→ **Task directions**
Copy verbatim the material from its first line to the line that holds "use tracing::Instrument;", including that line.

::: Records shown :::

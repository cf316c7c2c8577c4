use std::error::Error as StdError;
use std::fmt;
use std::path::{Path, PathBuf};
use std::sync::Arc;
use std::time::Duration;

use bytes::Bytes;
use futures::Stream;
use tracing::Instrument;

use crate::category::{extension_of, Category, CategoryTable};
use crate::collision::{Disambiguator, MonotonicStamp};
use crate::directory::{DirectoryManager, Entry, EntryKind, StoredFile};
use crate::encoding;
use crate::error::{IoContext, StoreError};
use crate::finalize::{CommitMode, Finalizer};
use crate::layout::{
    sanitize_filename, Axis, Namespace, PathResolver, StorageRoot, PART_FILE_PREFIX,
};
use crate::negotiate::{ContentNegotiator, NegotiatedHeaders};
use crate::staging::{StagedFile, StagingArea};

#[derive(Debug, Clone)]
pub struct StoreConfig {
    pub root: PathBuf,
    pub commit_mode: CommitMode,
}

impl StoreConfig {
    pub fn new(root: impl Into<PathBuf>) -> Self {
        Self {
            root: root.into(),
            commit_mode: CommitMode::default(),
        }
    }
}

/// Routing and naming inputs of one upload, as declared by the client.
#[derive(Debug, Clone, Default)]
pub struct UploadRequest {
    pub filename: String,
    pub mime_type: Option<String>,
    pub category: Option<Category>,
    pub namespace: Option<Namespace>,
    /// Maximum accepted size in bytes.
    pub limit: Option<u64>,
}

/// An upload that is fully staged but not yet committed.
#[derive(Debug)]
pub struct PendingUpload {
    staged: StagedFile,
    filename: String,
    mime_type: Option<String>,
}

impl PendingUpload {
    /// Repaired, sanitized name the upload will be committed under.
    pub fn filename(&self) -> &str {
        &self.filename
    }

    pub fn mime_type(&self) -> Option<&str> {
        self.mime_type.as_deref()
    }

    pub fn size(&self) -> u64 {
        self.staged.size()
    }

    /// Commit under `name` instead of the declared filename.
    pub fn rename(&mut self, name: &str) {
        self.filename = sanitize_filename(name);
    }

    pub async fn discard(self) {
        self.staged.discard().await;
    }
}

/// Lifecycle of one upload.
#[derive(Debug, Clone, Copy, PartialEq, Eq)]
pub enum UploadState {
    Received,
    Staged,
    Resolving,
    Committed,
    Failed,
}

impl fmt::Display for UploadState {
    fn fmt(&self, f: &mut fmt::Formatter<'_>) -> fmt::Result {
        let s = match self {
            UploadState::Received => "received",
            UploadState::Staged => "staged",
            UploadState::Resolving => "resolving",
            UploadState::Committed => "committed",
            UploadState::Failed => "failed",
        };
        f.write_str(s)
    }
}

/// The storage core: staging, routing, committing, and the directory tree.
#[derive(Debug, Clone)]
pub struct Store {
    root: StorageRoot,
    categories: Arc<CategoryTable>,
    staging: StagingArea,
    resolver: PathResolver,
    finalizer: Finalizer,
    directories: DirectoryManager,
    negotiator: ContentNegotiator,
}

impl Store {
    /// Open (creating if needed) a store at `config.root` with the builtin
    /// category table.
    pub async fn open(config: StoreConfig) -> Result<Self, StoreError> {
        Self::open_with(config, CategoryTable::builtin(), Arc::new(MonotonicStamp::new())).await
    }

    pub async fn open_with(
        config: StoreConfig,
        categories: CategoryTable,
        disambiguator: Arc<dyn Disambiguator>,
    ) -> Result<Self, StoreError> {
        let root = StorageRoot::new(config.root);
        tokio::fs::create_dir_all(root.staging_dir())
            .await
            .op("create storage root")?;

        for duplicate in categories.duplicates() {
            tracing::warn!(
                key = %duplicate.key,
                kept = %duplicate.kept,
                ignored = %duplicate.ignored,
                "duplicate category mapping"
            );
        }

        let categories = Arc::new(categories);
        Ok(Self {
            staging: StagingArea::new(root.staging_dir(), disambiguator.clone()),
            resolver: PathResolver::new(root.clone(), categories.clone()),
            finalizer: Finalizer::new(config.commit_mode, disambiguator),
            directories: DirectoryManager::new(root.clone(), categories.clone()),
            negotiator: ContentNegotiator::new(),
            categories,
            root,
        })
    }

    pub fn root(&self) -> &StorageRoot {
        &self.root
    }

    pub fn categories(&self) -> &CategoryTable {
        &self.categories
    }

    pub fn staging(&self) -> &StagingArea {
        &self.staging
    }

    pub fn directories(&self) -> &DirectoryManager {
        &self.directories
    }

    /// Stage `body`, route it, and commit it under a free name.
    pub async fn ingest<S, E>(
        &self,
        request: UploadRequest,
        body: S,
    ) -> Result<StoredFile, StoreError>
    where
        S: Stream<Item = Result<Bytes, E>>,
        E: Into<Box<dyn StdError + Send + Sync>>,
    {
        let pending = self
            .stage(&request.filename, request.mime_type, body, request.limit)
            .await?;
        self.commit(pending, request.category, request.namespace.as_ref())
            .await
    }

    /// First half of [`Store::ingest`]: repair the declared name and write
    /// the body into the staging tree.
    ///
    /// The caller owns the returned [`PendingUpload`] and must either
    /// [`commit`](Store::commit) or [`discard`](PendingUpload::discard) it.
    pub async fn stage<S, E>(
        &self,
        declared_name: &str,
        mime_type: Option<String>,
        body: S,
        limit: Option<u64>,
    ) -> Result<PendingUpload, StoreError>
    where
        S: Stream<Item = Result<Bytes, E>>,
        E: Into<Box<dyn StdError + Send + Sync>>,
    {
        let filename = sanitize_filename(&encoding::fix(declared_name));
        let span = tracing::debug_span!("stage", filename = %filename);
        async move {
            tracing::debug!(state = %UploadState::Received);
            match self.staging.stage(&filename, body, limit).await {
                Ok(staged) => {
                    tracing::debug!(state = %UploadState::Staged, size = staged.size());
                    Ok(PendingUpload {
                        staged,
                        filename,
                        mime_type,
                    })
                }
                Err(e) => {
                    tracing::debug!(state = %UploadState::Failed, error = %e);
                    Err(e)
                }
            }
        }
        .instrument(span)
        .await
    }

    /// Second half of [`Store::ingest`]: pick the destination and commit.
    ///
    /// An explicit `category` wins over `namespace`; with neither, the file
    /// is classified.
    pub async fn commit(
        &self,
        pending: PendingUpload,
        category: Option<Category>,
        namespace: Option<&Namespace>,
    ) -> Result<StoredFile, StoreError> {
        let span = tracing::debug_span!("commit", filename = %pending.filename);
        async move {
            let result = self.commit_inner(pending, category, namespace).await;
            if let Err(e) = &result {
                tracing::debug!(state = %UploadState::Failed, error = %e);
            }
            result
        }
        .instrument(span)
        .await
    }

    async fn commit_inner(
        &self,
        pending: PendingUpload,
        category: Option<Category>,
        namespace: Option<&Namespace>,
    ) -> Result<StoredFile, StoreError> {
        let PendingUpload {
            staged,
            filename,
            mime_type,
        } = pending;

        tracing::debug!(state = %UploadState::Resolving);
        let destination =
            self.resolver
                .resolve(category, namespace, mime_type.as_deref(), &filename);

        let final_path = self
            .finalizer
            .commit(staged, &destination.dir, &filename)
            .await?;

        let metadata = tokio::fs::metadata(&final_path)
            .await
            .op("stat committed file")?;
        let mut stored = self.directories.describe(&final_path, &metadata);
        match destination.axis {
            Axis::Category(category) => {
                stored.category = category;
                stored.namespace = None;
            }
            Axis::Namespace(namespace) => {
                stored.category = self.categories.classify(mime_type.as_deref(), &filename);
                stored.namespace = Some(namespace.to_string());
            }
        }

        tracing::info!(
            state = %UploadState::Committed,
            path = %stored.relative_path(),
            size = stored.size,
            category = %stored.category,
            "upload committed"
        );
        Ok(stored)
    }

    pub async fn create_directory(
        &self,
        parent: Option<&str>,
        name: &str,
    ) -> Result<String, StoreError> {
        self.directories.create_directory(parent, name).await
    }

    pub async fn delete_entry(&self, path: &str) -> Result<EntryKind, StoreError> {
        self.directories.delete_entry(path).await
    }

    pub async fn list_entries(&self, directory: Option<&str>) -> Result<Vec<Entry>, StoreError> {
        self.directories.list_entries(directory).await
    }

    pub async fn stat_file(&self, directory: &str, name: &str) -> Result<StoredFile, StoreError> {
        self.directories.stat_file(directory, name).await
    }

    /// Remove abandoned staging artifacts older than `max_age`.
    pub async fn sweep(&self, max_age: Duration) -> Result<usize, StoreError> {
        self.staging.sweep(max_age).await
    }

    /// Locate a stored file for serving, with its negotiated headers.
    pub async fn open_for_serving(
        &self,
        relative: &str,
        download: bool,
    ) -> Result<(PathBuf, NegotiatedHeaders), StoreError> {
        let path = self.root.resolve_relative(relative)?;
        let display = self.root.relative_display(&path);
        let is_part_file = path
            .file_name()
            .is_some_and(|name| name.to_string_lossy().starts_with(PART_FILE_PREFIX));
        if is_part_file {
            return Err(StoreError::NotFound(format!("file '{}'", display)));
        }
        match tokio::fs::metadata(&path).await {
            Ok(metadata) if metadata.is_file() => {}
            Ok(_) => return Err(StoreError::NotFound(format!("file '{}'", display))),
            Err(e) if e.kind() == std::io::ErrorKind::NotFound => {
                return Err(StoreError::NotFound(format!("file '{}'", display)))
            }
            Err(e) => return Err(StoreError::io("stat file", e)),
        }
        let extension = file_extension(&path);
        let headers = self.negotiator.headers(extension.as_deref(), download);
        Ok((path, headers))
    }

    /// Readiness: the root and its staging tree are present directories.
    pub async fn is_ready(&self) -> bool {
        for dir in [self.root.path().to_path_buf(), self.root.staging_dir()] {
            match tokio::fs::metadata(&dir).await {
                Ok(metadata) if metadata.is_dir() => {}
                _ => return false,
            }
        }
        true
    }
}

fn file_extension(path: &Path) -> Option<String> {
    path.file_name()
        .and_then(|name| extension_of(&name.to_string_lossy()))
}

:::

→ **Exercise response**
repository cf316c7c2c8577c4
use std::error::Error as StdError;
use std::fmt;
use std::path::{Path, PathBuf};
use std::sync::Arc;
use std::time::Duration;

use bytes::Bytes;
use futures::Stream;
use tracing::Instrument;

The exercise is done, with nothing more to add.